OpenClaw: self-hosted AI gateway, real security problems in the plugin ecosystem

OpenClaw has been out for six months and it already has more GitHub stars than React. That fact alone is worth pausing on.

Peter Steinberger launched the project in November 2025 under the name Clawdbot. Two rebrands later, it arrived at OpenClaw, and by March 2026 it had crossed 250,000 stars in roughly 60 days, a milestone React took over a decade to reach. The repo sits at around 370,000 stars as of early May 2026.

What it actually does

OpenClaw is a self-hosted gateway. You run one process on your machine or a server. That process connects to whatever AI model you point it at, Claude, GPT, Gemini, DeepSeek, and makes that model reachable through the messaging apps you already use: WhatsApp, Telegram, Slack, Discord, Signal, iMessage, Microsoft Teams, Matrix, and around 40 more. The model can also execute tasks: shell commands, file operations, browser automation, API calls, and calendar scheduling.

The configuration and session history stay local. No SaaS intermediary.

Recent releases show the pace of development. v2026.5.7 (May 7) fixed Discord voice permissions and WhatsApp media handling. v2026.5.4 (May 5) added Twilio dial-in joins going through a Gemini voice bridge with paced audio streaming. The project ships on a near-daily cadence, with stable, beta, and dev dist-tags on npm.

Why people are paying attention

The pitch is simple: you want AI access across all your tools without routing everything through a third-party cloud. Teams with data residency requirements or privacy constraints are the obvious target. But a lot of the early adoption appears to be individual developers who just want a persistent assistant on their own hardware.

The channel coverage is the main differentiator. Most self-hosted AI setups give you one interface, a web UI or a CLI. OpenClaw gives you 50-plus channels out of the box, handled by a plugin system called ClawHub.

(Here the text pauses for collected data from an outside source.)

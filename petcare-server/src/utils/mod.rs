//! Utility modules

pub mod logger;
pub mod validation;

pub use logger::{init_logger, init_logger_with_file};
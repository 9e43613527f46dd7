//! Input validation helpers
//!
//! Centralized text length constants and validation functions. Limits are
//! chosen for reasonable UX on names, notes and addresses; the document
//! store itself enforces no lengths.

use crate::orders::error::PlacementError;

// ── Text length limits ──────────────────────────────────────────────

/// Entity names: item name, category, customer name
pub const MAX_NAME_LEN: usize = 200;

/// Notes, descriptions, reasons
pub const MAX_NOTE_LEN: usize = 500;

/// Short identifiers: phone numbers, units of measure
pub const MAX_SHORT_TEXT_LEN: usize = 100;

/// Email addresses (RFC 5321)
pub const MAX_EMAIL_LEN: usize = 254;

/// Delivery addresses
pub const MAX_ADDRESS_LEN: usize = 500;

// ── Validation helpers ──────────────────────────────────────────────

/// Validate that a required string is non-empty and within the length limit.
pub fn validate_required_text(
    value: &str,
    field: &str,
    max_len: usize,
) -> Result<(), PlacementError> {
    if value.trim().is_empty() {
        return Err(PlacementError::Validation(format!(
            "{field} must not be empty"
        )));
    }
    if value.len() > max_len {
        return Err(PlacementError::Validation(format!(
            "{field} is too long ({} chars, max {max_len})",
            value.len()
        )));
    }
    Ok(())
}

/// Validate that an optional string, if present, is within the length limit.
pub fn validate_optional_text(
    value: &Option<String>,
    field: &str,
    max_len: usize,
) -> Result<(), PlacementError> {
    if let Some(v) = value
        && v.len() > max_len
    {
        return Err(PlacementError::Validation(format!(
            "{field} is too long ({} chars, max {max_len})",
            v.len()
        )));
    }
    Ok(())
}
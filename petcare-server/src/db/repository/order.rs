//! Order Repository
//!
//! Reads and status transitions for persisted orders. Order creation never
//! happens here: it rides the placement transaction in `orders::store`.

use super::{parse_record_id, BaseRepository, RepoResult};
use crate::db::models::Order;
use chrono::{DateTime, Utc};
use shared::order::OrderStatus;
use surrealdb::engine::local::Db;
use surrealdb::Surreal;

pub const ORDER_TABLE: &str = "shop_order";

#[derive(Clone)]
pub struct OrderRepository {
    base: BaseRepository,
}

impl OrderRepository {
    pub fn new(db: Surreal<Db>) -> Self {
        Self {
            base: BaseRepository::new(db),
        }
    }

    pub async fn find_by_id(&self, id: &str) -> RepoResult<Option<Order>> {
        let rid = parse_record_id(ORDER_TABLE, id)?;
        let order: Option<Order> = self.base.db().select(rid).await?;
        Ok(order)
    }

    /// Look an order up by its external code (customer support path).
    pub async fn find_by_code(&self, code: &str) -> RepoResult<Option<Order>> {
        let orders: Vec<Order> = self
            .base
            .db()
            .query("SELECT * FROM shop_order WHERE code = $code")
            .bind(("code", code.to_string()))
            .await?
            .take(0)?;
        Ok(orders.into_iter().next())
    }

    /// All orders, most recent first.
    pub async fn find_all(&self) -> RepoResult<Vec<Order>> {
        let orders: Vec<Order> = self
            .base
            .db()
            .query("SELECT * FROM shop_order ORDER BY created_at DESC")
            .await?
            .take(0)?;
        Ok(orders)
    }

    pub async fn find_by_status(&self, status: OrderStatus) -> RepoResult<Vec<Order>> {
        let orders: Vec<Order> = self
            .base
            .db()
            .query("SELECT * FROM shop_order WHERE status = $status ORDER BY created_at DESC")
            .bind(("status", status))
            .await?
            .take(0)?;
        Ok(orders)
    }

    /// Conditional status update: applies only while the stored status still
    /// equals `from`, stamping the transition timestamp in the same
    /// statement. Returns None when the guard fails (lost race) or the
    /// record is missing.
    pub async fn update_status(
        &self,
        id: &str,
        from: OrderStatus,
        to: OrderStatus,
        at: DateTime<Utc>,
    ) -> RepoResult<Option<Order>> {
        let rid = parse_record_id(ORDER_TABLE, id)?;
        let stamp = match to {
            OrderStatus::Accepted => Some("accepted_at"),
            OrderStatus::Completed => Some("completed_at"),
            OrderStatus::Cancelled => Some("cancelled_at"),
            OrderStatus::Pending => None,
        };
        let query_str = match stamp {
            Some(field) => format!(
                "UPDATE $id SET status = $to, {field} = $at WHERE status = $from RETURN AFTER"
            ),
            None => "UPDATE $id SET status = $to WHERE status = $from RETURN AFTER".to_string(),
        };
        let mut result = self
            .base
            .db()
            .query(query_str)
            .bind(("id", rid))
            .bind(("to", to))
            .bind(("from", from))
            .bind(("at", at))
            .await?;
        let orders: Vec<Order> = result.take(0)?;
        Ok(orders.into_iter().next())
    }
}
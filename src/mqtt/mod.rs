//! # MQTT Transport Module
//!
//! The transport side of the dashboard: a background tokio task wrapping
//! a rumqttc [`AsyncClient`](rumqttc::AsyncClient) that owns the broker
//! connection for one operator session.
//!
//! The rest of the application never touches rumqttc. The UI sends
//! [`link::LinkRequest`]s (connect, disconnect, publish a command) over
//! an mpsc channel and receives [`link::LinkEvent`]s (connected,
//! disconnected, inbound message, transport error) back. All state
//! projection happens on the UI side, strictly in delivery order; this
//! module only moves bytes and reports lifecycle.
//!
//! ```text
//! mqtt/
//! ├── config.rs  - broker connection settings
//! ├── link.rs    - request/event types crossing the channel boundary
//! └── handler.rs - connection lifecycle and the rumqttc event loop
//! ```

pub mod config;
pub mod handler;
pub mod link;
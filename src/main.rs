pub mod config;
pub mod mqtt;
pub mod protocol;
pub mod state;
pub mod topics;
pub mod ui;

use color_eyre::Result;
use eframe::egui;
use tokio::sync::mpsc;
use tracing::{info, Level};
use tracing_subscriber::FmtSubscriber;

use crate::config::DashboardConfig;
use crate::mqtt::handler::MqttHandle;
use crate::ui::DashboardUI;

#[tokio::main]
async fn main() -> Result<()> {
    setup()?;

    let config = DashboardConfig::load_or_default();
    info!(
        broker = %config.mqtt.host,
        port = config.mqtt.port,
        "starting Aura Light dashboard"
    );

    // UI -> transport requests, transport -> UI events. The single
    // event channel is what keeps projections in delivery order.
    let (request_tx, request_rx) = mpsc::channel(100);
    let (event_tx, event_rx) = mpsc::channel(100);

    let handle = MqttHandle::new(config.mqtt.clone());
    let _transport = tokio::spawn(async move {
        handle.run(request_rx, event_tx).await;
    });

    let native_options = eframe::NativeOptions {
        viewport: egui::ViewportBuilder::default().with_inner_size([1100.0, 720.0]),
        ..Default::default()
    };
    let result = eframe::run_native(
        "Aura Light Dashboard",
        native_options,
        Box::new(|cc| Ok(Box::new(DashboardUI::new(cc, event_rx, request_tx, config)))),
    );
    if let Err(e) = result {
        return Err(color_eyre::eyre::eyre!("UI terminated with error: {e}"));
    }

    Ok(())
}

fn setup() -> Result<()> {
    if std::env::var("RUST_LIB_BACKTRACE").is_err() {
        std::env::set_var("RUST_LIB_BACKTRACE", "0")
    }
    color_eyre::install()?;
    if std::env::var("RUST_LOG").is_err() {
        std::env::set_var("RUST_LOG", "info")
    }
    setup_logging_env();
    Ok(())
}

fn setup_logging_env() {
    FmtSubscriber::builder()
        .with_max_level(Level::INFO)
        .with_target(false)
        .with_thread_ids(true)
        .with_file(true)
        .with_line_number(true)
        .pretty()
        .init();
}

That plugin system is also where the problems are.

The security picture

Cisco published a report showing a malicious third-party skill performing silent data exfiltration via embedded curl commands, executing network calls without any user prompt. A separate finding from PromptArmor showed that link previews in Telegram and Discord can be turned into indirect prompt injection vectors, where the agent generates an attacker-controlled URL and sends data to it automatically.

The numbers from ClawHub are not encouraging. As of early 2026, over 800 skills in the registry, roughly 20 percent of it, were found to be malicious, primarily delivering macOS stealer malware.

CVE-2026-25253 (CVSS 8.8) was patched in v2026.1.29 and covers incorrect resource transfer between spheres. That one is fixed. The plugin ecosystem problem is ongoing.

One of the project's own maintainers has said publicly that users who cannot use a command line should avoid OpenClaw entirely. That is not a criticism you expect to see from the inside, and it is probably the most honest framing of who this tool is actually for.

Where Microsoft fits in

There have been claims of a public Microsoft fork at github.com/microsoft/openclaw. I could not verify that. What is documented is that Microsoft ran an internal initiative called "Project Lobster" in early 2026, testing an OpenClaw-based desktop environment internally called ClawPilot [?]. Whether that becomes a public fork or a product is not confirmed.

The project did hold an "OpenClaw: After Hours" event at GitHub HQ during Microsoft Build 2026 in June, which GitHub's own blog announced. That is a signal of legitimacy, not necessarily of Microsoft product intent.

What to make of it

OpenClaw is interesting as infrastructure, not as a consumer product. If you control your deployment, vet your plugins, and understand that you are giving a local agent broad access to your accounts, it is a capable piece of tooling. If you do not, the attack surface is real.

The growth numbers are genuine. The star count is not inflated by aggregator repositories. The maintainers ship code every day. The security concerns are also real and not fully addressed at the ecosystem level.

I would watch ClawHub's moderation approach before recommending it to anyone running this in a team setting. The core gateway works. The plugin ecosystem is where the risk lives.